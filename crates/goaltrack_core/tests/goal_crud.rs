use chrono::{DateTime, Duration, TimeZone, Utc};
use goaltrack_core::db::open_db_in_memory;
use goaltrack_core::model::goal::{Frequency, FrequencyType, GoalValidationError};
use goaltrack_core::{
    GoalListQuery, GoalPatch, GoalService, GoalServiceError, GoalType, NewGoal,
    SqliteGoalRepository,
};
use rusqlite::Connection;
use uuid::Uuid;

fn t0() -> DateTime<Utc> {
    Utc.with_ymd_and_hms(2024, 4, 1, 9, 0, 0).unwrap()
}

fn service(conn: &Connection) -> GoalService<SqliteGoalRepository<'_>> {
    GoalService::new(SqliteGoalRepository::try_new(conn).unwrap())
}

#[test]
fn create_goal_persists_fields_and_fresh_streak() {
    let conn = open_db_in_memory().unwrap();
    let service = service(&conn);

    let mut request = NewGoal::new("  Morning run  ", GoalType::Habit);
    request.description = Some("5k before work".to_string());
    request.icon = "run".to_string();
    request.category = Some("health".to_string());
    request.frequency = Some(Frequency {
        kind: FrequencyType::Weekly,
        days: vec![1, 3, 5],
        time: Some("07:30".to_string()),
    });
    request.milestones = vec!["First 1k".to_string(), "First 5k".to_string()];

    let goal = service.create_goal("u1", request, t0()).unwrap();

    assert_eq!(goal.title, "Morning run");
    assert_eq!(goal.kind, GoalType::Habit);
    assert_eq!(goal.progress, 0.0);
    assert!(!goal.completed);
    assert_eq!(goal.streak.current, 0);
    assert_eq!(goal.streak.best, 0);
    assert_eq!(goal.streak.last_completed, Some(t0()));
    assert_eq!(goal.created_at, t0());
    assert_eq!(goal.frequency.as_ref().unwrap().days, vec![1, 3, 5]);

    let texts: Vec<&str> = goal.milestones.iter().map(|m| m.text.as_str()).collect();
    assert_eq!(texts, vec!["First 1k", "First 5k"]);

    let loaded = service.get_goal("u1", goal.id).unwrap().unwrap();
    assert_eq!(loaded, goal);
}

#[test]
fn blank_title_is_rejected() {
    let conn = open_db_in_memory().unwrap();
    let service = service(&conn);

    let err = service
        .create_goal("u1", NewGoal::new("   ", GoalType::OneTime), t0())
        .unwrap_err();
    assert!(matches!(
        err,
        GoalServiceError::InvalidInput(GoalValidationError::EmptyTitle)
    ));
}

#[test]
fn goals_are_scoped_per_user() {
    let conn = open_db_in_memory().unwrap();
    let service = service(&conn);

    let goal = service
        .create_goal("u1", NewGoal::new("Read", GoalType::Habit), t0())
        .unwrap();

    assert!(service.get_goal("u2", goal.id).unwrap().is_none());
    assert!(service
        .list_goals(&GoalListQuery::for_user("u2"))
        .unwrap()
        .is_empty());
    assert!(matches!(
        service.delete_goal("u2", goal.id),
        Err(GoalServiceError::GoalNotFound(id)) if id == goal.id
    ));
}

#[test]
fn list_goals_is_newest_first_and_filters() {
    let conn = open_db_in_memory().unwrap();
    let service = service(&conn);

    let older = service
        .create_goal("u1", NewGoal::new("Older", GoalType::Habit), t0())
        .unwrap();
    let newer = service
        .create_goal(
            "u1",
            NewGoal::new("Newer", GoalType::OneTime),
            t0() + Duration::hours(1),
        )
        .unwrap();
    service
        .complete_goal("u1", newer.id, t0() + Duration::hours(2))
        .unwrap();

    let all = service.list_goals(&GoalListQuery::for_user("u1")).unwrap();
    let ids: Vec<Uuid> = all.iter().map(|goal| goal.id).collect();
    assert_eq!(ids, vec![newer.id, older.id]);

    let open = service
        .list_goals(&GoalListQuery {
            completed: Some(false),
            ..GoalListQuery::for_user("u1")
        })
        .unwrap();
    assert_eq!(open.len(), 1);
    assert_eq!(open[0].id, older.id);

    let habits = service
        .list_goals(&GoalListQuery {
            kind: Some(GoalType::Habit),
            ..GoalListQuery::for_user("u1")
        })
        .unwrap();
    assert_eq!(habits.len(), 1);

    let paged = service
        .list_goals(&GoalListQuery {
            limit: Some(1),
            offset: 1,
            ..GoalListQuery::for_user("u1")
        })
        .unwrap();
    assert_eq!(paged.len(), 1);
    assert_eq!(paged[0].id, older.id);
}

#[test]
fn update_goal_applies_patch_and_touches_last_updated() {
    let conn = open_db_in_memory().unwrap();
    let service = service(&conn);
    let mut request = NewGoal::new("Ship", GoalType::OneTime);
    request.description = Some("draft".to_string());
    let goal = service.create_goal("u1", request, t0()).unwrap();

    let later = t0() + Duration::days(1);
    let updated = service
        .update_goal(
            "u1",
            goal.id,
            GoalPatch {
                title: Some("Ship v2".to_string()),
                description: Some(None),
                progress: Some(0.5),
                ..GoalPatch::default()
            },
            later,
        )
        .unwrap();

    assert_eq!(updated.title, "Ship v2");
    assert!(updated.description.is_none());
    assert_eq!(updated.progress, 0.5);
    assert_eq!(updated.last_updated, later);
    assert_eq!(updated.created_at, t0());
}

#[test]
fn update_goal_rejects_out_of_range_progress() {
    let conn = open_db_in_memory().unwrap();
    let service = service(&conn);
    let goal = service
        .create_goal("u1", NewGoal::new("Ship", GoalType::OneTime), t0())
        .unwrap();

    let err = service
        .update_goal(
            "u1",
            goal.id,
            GoalPatch {
                progress: Some(1.5),
                ..GoalPatch::default()
            },
            t0(),
        )
        .unwrap_err();
    assert!(matches!(err, GoalServiceError::InvalidInput(_)));
    assert_eq!(service.get_goal("u1", goal.id).unwrap().unwrap().progress, 0.0);
}

#[test]
fn complete_goal_sets_full_progress() {
    let conn = open_db_in_memory().unwrap();
    let service = service(&conn);
    let goal = service
        .create_goal("u1", NewGoal::new("Ship", GoalType::OneTime), t0())
        .unwrap();

    let done = service
        .complete_goal("u1", goal.id, t0() + Duration::hours(3))
        .unwrap();
    assert!(done.completed);
    assert_eq!(done.progress, 1.0);
}

#[test]
fn unknown_goal_operations_report_not_found() {
    let conn = open_db_in_memory().unwrap();
    let service = service(&conn);
    let missing = Uuid::new_v4();

    assert!(service.get_goal("u1", missing).unwrap().is_none());
    assert!(matches!(
        service.complete_goal("u1", missing, t0()),
        Err(GoalServiceError::GoalNotFound(_))
    ));
    assert!(matches!(
        service.update_goal("u1", missing, GoalPatch::default(), t0()),
        Err(GoalServiceError::GoalNotFound(_))
    ));
}

#[test]
fn delete_goal_removes_goal_and_milestones() {
    let conn = open_db_in_memory().unwrap();
    let service = service(&conn);
    let mut request = NewGoal::new("Read", GoalType::Habit);
    request.milestones = vec!["Chapter 1".to_string()];
    let goal = service.create_goal("u1", request, t0()).unwrap();

    service.delete_goal("u1", goal.id).unwrap();

    assert!(service.get_goal("u1", goal.id).unwrap().is_none());
    let milestones: i64 = conn
        .query_row("SELECT COUNT(*) FROM milestones;", [], |row| row.get(0))
        .unwrap();
    assert_eq!(milestones, 0);
}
········
▶ **EXERCISE PROMPT**
Output, unchanged, the lines of the listing above from the first one through the one holding "use rusqlite::Connection;". Leave out every line after it.

▶ **TASK SOLUTION**
filename crates/goaltrack_core/tests/goal_crud.rs
use chrono::{DateTime, Duration, TimeZone, Utc};
use goaltrack_core::db::open_db_in_memory;
use goaltrack_core::model::goal::{Frequency, FrequencyType, GoalValidationError};
use goaltrack_core::{
    GoalListQuery, GoalPatch, GoalService, GoalServiceError, GoalType, NewGoal,
    SqliteGoalRepository,
};
use rusqlite::Connection;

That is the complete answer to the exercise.